I know you know your job and I know that the list below is probably not exhaustive. Anyway, I’ll try to name some typical optimization strategies; it may help to have a list of possible options.

  • Infrastructure
    • Scale up: just add more processors, memory, or (in the case of a certain developer) another monitor 😉 .
    • Scale out/load balancing: adding more machines improves performance as well as fault tolerance – but only if the server side application architecture actually is scalable and can leverage this new machine.
    • Use dedicated/specialized hardware: This includes RAID systems for I/O intensive applications (read: database servers), storage systems such as EMC centera (for huge amounts of bulk data), hardware based encryption, etc.. In one project we even used hardware based XSD validation and XSLT processing.
  • Design/Architecture:
    • Streaming: a typical approach when processing large files (especially XML files). This will not only improve performance but especially scalability.
    • Asynchronous workload distribution: instead of doing a lengthy operation when the user is waiting, just put it in a queue and tell the user you’re done. Do the real work later or on other machines.
    • Changes in user experience (visual feedback, abuse wait times already there): this is not actually optimization, yet it may solve the same problems. Just tell the user you are busy. And if the user has already accepted to wait for some time, why not do some additional stuff?
  • Data Access
    • Caching: Caching can be applied in all application layers from client to backend. Caching is usefull if aquiring the data takes noteable time. This can be caused by the providing piece of code (say with databases or reflection) or by the way to get there (e.g. network bandwidth, marshaling costs, etc.).

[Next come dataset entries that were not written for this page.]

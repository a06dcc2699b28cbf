//! The lemmatization pipeline: preprocessing, predictor invocation, merge,
//! postprocessing and run orchestration.

pub mod features;
pub mod merge;
pub mod orchestrator;
pub mod postprocess;
pub mod predictor;
pub mod workspace;

use std::path::PathBuf;

use thiserror::Error;

use crate::corpus::CorpusError;

#[derive(Error, Debug)]
pub enum PipelineError {
    #[error("I/O error: {0}")]
    Io(#[from] std::io::Error),

    #[error("Corpus error: {0}")]
    Corpus(#[from] CorpusError),

    #[error("Failed to launch predictor '{runner}': {source}")]
    PredictorLaunch {
        runner: PathBuf,
        #[source]
        source: std::io::Error,
    },

    #[error("Predictor timed out after {secs}s")]
    PredictorTimeout { secs: u64 },

    #[error("Model artifact not found: {0}")]
    ModelArtifactMissing(PathBuf),

    #[error("Prediction/corpus alignment mismatch in {path}: expected {expected} labels, found {actual}")]
    AlignmentMismatch {
        path: PathBuf,
        expected: usize,
        actual: usize,
    },

    #[error("Empty prediction at {path}:{line}")]
    EmptyPrediction { path: PathBuf, line: usize },

    #[error("Source path has no usable file stem: {0}")]
    InvalidSourcePath(PathBuf),
}
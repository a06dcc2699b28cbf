//! Merging predictor output back into the corpus.
//!
//! Predictor output and corpus tokens are two sequences whose alignment is
//! never assumed: the label count must equal the token count and no label may
//! be empty before anything is assigned. A mismatch raises
//! [`PipelineError::AlignmentMismatch`] — positional pairing is only applied
//! once both checks pass.

use std::fs::{self, File};
use std::io::{BufWriter, Write};
use std::path::Path;

use crate::corpus::store::Corpus;
use crate::corpus::token::Field;
use crate::model_config::ModelConfig;
use crate::pipeline::features;
use crate::pipeline::PipelineError;

/// Merge the label file at `predictions` into `target`, in document token
/// order. With `context_field` set, the window over `target` is recomputed
/// (half-width per field from `config`) and stored. With both `context_field`
/// and `next_input` set, the next predictor stage's input file is emitted by
/// pairing FORM with the fresh context.
pub fn merge_predictions(
    predictions: &Path,
    corpus: &mut Corpus,
    target: Field,
    context_field: Option<Field>,
    next_input: Option<&Path>,
    config: &ModelConfig,
) -> Result<(), PipelineError> {
    let labels = read_labels(predictions)?;
    let expected = corpus.word_count();
    if labels.len() != expected {
        return Err(PipelineError::AlignmentMismatch {
            path: predictions.to_path_buf(),
            expected,
            actual: labels.len(),
        });
    }

    corpus.update_value(target, &labels)?;
    tracing::info!(
        field = target.name(),
        labels = labels.len(),
        "merged predictions"
    );

    let Some(context_field) = context_field else {
        return Ok(());
    };
    let width = config.context_width(target);
    let contexts = corpus.get_contexts(target, width);
    corpus.update_value(context_field, &contexts)?;

    if let Some(path) = next_input {
        let mut writer = BufWriter::new(File::create(path)?);
        for row in corpus.rows(&[Field::Form, context_field]) {
            writeln!(
                writer,
                "{}",
                features::lemmatizer_line(row[0], row[1], config.tokenizer)
            )?;
        }
        writer.flush()?;
    }
    Ok(())
}

/// Read label lines: whitespace trimmed, inner spaces removed (the runner
/// emits space-joined subword units). An empty line is a data-integrity
/// error — a predictor never legitimately yields an empty label.
fn read_labels(path: &Path) -> Result<Vec<String>, PipelineError> {
    let text = fs::read_to_string(path)?;
    let mut labels = Vec::new();
    for (idx, line) in text.lines().enumerate() {
        let label: String = line.split_whitespace().collect();
        if label.is_empty() {
            return Err(PipelineError::EmptyPrediction {
                path: path.to_path_buf(),
                line: idx + 1,
            });
        }
        labels.push(label);
    }
    Ok(labels)
}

      Less obvious is the fact that certain things done in (to?) databases can be seen as caching: indexes, materialized views in oracle, non-normalized tables (i.e. data redundancy). This things may also be done with in-memory data structures.
    • Reuse costly resources: the most common example is databases connection sharing, web browsers do something similar with HTTP connections. Thread pools and garbage collection also fall into that category.

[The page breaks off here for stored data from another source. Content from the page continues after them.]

//! Per-run working directory and intermediate-artifact paths.
//!
//! File mode keeps its six stage files in a `steps` subdirectory beside the
//! source corpus so runs are auditable; ephemeral mode keeps them in a
//! uniquely named temporary directory that is removed when the run ends.
//! Release is best-effort: a failure to remove temporary storage is logged
//! and never propagates past the run boundary.

use std::fs;
use std::path::{Path, PathBuf};

use tempfile::TempDir;
use uuid::Uuid;

use super::PipelineError;

/// The per-stage intermediate files of one run.
#[derive(Debug, Clone)]
pub struct StagePaths {
    pub word_forms: PathBuf,
    pub tagger_input: PathBuf,
    pub tagger_output: PathBuf,
    pub lemmatizer_input: PathBuf,
    pub lemmatizer_output: PathBuf,
    pub final_output: PathBuf,
    pub backup: PathBuf,
}

impl StagePaths {
    fn at(dir: &Path, stem: &str, backup: PathBuf) -> Self {
        Self {
            word_forms: dir.join(format!("{stem}.forms")),
            tagger_input: dir.join(format!("{stem}.tag_src")),
            tagger_output: dir.join(format!("{stem}.tag_pred")),
            lemmatizer_input: dir.join(format!("{stem}.lem_src")),
            lemmatizer_output: dir.join(format!("{stem}.lem_pred")),
            final_output: dir.join(format!("{stem}.final")),
            backup,
        }
    }
}

/// Working-directory abstraction shared by both execution modes.
pub struct RunWorkspace {
    run_id: Uuid,
    /// Directory scanned for pending correction files.
    root: PathBuf,
    stages: StagePaths,
    temp: Option<TempDir>,
}

impl RunWorkspace {
    /// Durable workspace beside `source`: intermediates in `<dir>/steps/`,
    /// backup as `backup_<stem>.conllu` next to the source.
    pub fn for_file(source: &Path) -> Result<Self, PipelineError> {
        let stem = source
            .file_stem()
            .and_then(|s| s.to_str())
            .ok_or_else(|| PipelineError::InvalidSourcePath(source.to_path_buf()))?
            .to_string();
        let dir = match source.parent() {
            Some(p) if !p.as_os_str().is_empty() => p.to_path_buf(),
            _ => PathBuf::from("."),
        };
        let steps = dir.join("steps");
        fs::create_dir_all(&steps)?;
        let backup = dir.join(format!("backup_{stem}.conllu"));
        Ok(Self {
            run_id: Uuid::new_v4(),
            root: dir,
            stages: StagePaths::at(&steps, &stem, backup),
            temp: None,
        })
    }

    /// Ephemeral workspace in a uniquely named temporary directory.
    pub fn ephemeral() -> Result<Self, PipelineError> {
        let temp = tempfile::Builder::new().prefix("cuneilemma-").tempdir()?;
        let backup = temp.path().join("backup_run.conllu");
        let stages = StagePaths::at(temp.path(), "run", backup);
        Ok(Self {
            run_id: Uuid::new_v4(),
            root: temp.path().to_path_buf(),
            stages,
            temp: Some(temp),
        })
    }

    pub fn run_id(&self) -> Uuid {
        self.run_id
    }

    /// The directory scanned for pending `.tsv` correction files. Callers
    /// drop corrections here between runs.
    pub fn root(&self) -> &Path {
        &self.root
    }

    pub fn stages(&self) -> &StagePaths {
        &self.stages
    }

    pub fn is_ephemeral(&self) -> bool {
        self.temp.is_some()
    }

    /// Remove ephemeral storage. Never fails: a release problem is logged at
    /// `warn` and swallowed. No-op in file mode and on repeated calls.
    pub fn release(&mut self) {
        if let Some(temp) = self.temp.take() {
            let path = temp.path().to_path_buf();
            if let Err(error) = temp.close() {
                tracing::warn!(
                    path = %path.display(),
                    %error,
                    "failed to remove temporary working directory"
                );
            } else {
                tracing::debug!(path = %path.display(), "temporary working directory removed");
            }
        }
    }
}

    • Batch/bulk processing, call aggregation: whenever setup and tear down time take a notable amount of time compared with the actual processing of one item, processing more than one item at a time immediately pays back. During a mass update put chunks of updates in a transaction (rather than each row in its own), also combining remote calls (e.g. with Web Services) will improve performance (actually corse grained remote calls may be seen as batched-up fine grained calls)
  • Initialization
    • Lazy initialization: If initialization is costly do it as late as possible – and perhaps not at all. Lazy initialization distributes performance and improves startup time. The risk to take is domino effects (that compensate the aspired gain) and undetermined initialization sequences.

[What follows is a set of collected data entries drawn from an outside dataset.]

use std::path::PathBuf;

/// Application-level constants
pub const APP_NAME: &str = "cuneilemma";
pub const APP_VERSION: &str = env!("CARGO_PKG_VERSION");

/// Default tracing filter when RUST_LOG is not set.
pub fn default_log_filter() -> &'static str {
    "info"
}

/// Get the application data directory
/// ~/Cuneilemma/ on all platforms (user-visible)
pub fn app_data_dir() -> PathBuf {
    let home = dirs::home_dir().expect("Cannot determine home directory");
    home.join("Cuneilemma")
}

/// Get the models directory: one subdirectory per trained model, each holding
/// `tagger/`, `lemmatizer/`, `override/` and an optional `config.yaml`.
pub fn models_dir() -> PathBuf {
    app_data_dir().join("models")
}

#[cfg(test)]
mod tests {
    use super::*;

    #[test]
    fn app_data_dir_under_home() {
        let dir = app_data_dir();
        let home = dirs::home_dir().unwrap();
        assert!(dir.starts_with(home));
        assert!(dir.ends_with("Cuneilemma"));
    }

    #[test]
    fn models_dir_under_app_data() {
        let models = models_dir();
        assert!(models.starts_with(app_data_dir()));
        assert!(models.ends_with("models"));
    }

    #[test]
    fn app_version_matches_cargo() {
        assert_eq!(APP_VERSION, env!("CARGO_PKG_VERSION"));
    }
}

    • Proactive initialization: Application startup takes time. Why not take a little more time and have the application run afterwards? This is especially usefull for server applications. It also accounts for more stability since defered initialization also means defered error detection.
  • Source Code Optimizations
    • Choose the right algorithms and data structures.
    • Know the costs of certain methods and keywords. “foreach” introduces more overhead than “for” does. “string.Format” is quite costly (interestingly it is often used for tracing which is turned of most of the time). Reflection is costly in itself. Other methods may hiddenly affect performance if they cause assemblies to be loaded or code to be generated (e.g. regular expressions or XPath).

As I said, this list is not exhaustive. However, please let me know if I missed something particular important.

Now I’ve provided you with some additional advice and a bunch of options. If you are the type that can’t decide in a restaurant when presented with a particular long menu I’ll have done you a bad service. If you welcome the breadth of choice you could hopefully pick up something new.